Und wieder ist er da, der Weltfrühchentag. Er ist für mich genauso besonders wie ihr Geburtstag. Sie war ein Frühchen, ein spätes Frühchen, mit wenig Gewicht und Größe und viel Aufholbedarf. Und trotzdem gibt es sie, diese Leute, die hören, dass Minimi "nur" 4 Wochen zu früh kam und es abwinken, als wäre es nicht schlimm. Es war schlimm, ganz schlimm. Für Minimi, für mich, für alle. Denn es ging um Leben und Tod. Und wären wir nicht zu diesem Zeitpunkt frühzeitig getrennt worden, gäbe es heute kein Uns. Und um diese frühzeitige, abrupte Trennung irgendwie zu verarbeiten, war es ganz wichtig sie ständig bei mir zu haben und zwar im Tragetuch.

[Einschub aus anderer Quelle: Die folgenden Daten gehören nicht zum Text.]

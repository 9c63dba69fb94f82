//! Metrics and monitoring for the cohort engine
//!
//! This module provides Prometheus metrics for provider fetches and engine
//! operations.

pub mod collector;

pub use collector::{
    fetch_outcome_label, EngineMetrics, MetricsCollector, MetricsTimer, ProviderMetrics,
};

Es war unsere verlängerte Schwangerschaft, nur Baby und ich. Und genau das war auch das, was wir beide brauchten. Minimi brauchte Mama, meine Nähe, meinen Duft, meinen Herzschlag. Viele vergessen wie wichtig das doch für unsere kleinen Babys ist, egal ob früh geboren oder reif geboren. Es gibt mittlerweile einige Neo-Stationen, die genau das begriffen haben und unsere Mäuse so oft es geht auf der Station im elastischen Tragetuch umsorgen. Das ist wundervoll. Es sollte einfach überall dazugehören, denn unsere Frühchen liegen nicht im Inkubator weil sie instabil sind, sondern sind instabil, weil sie im Inkubator sind!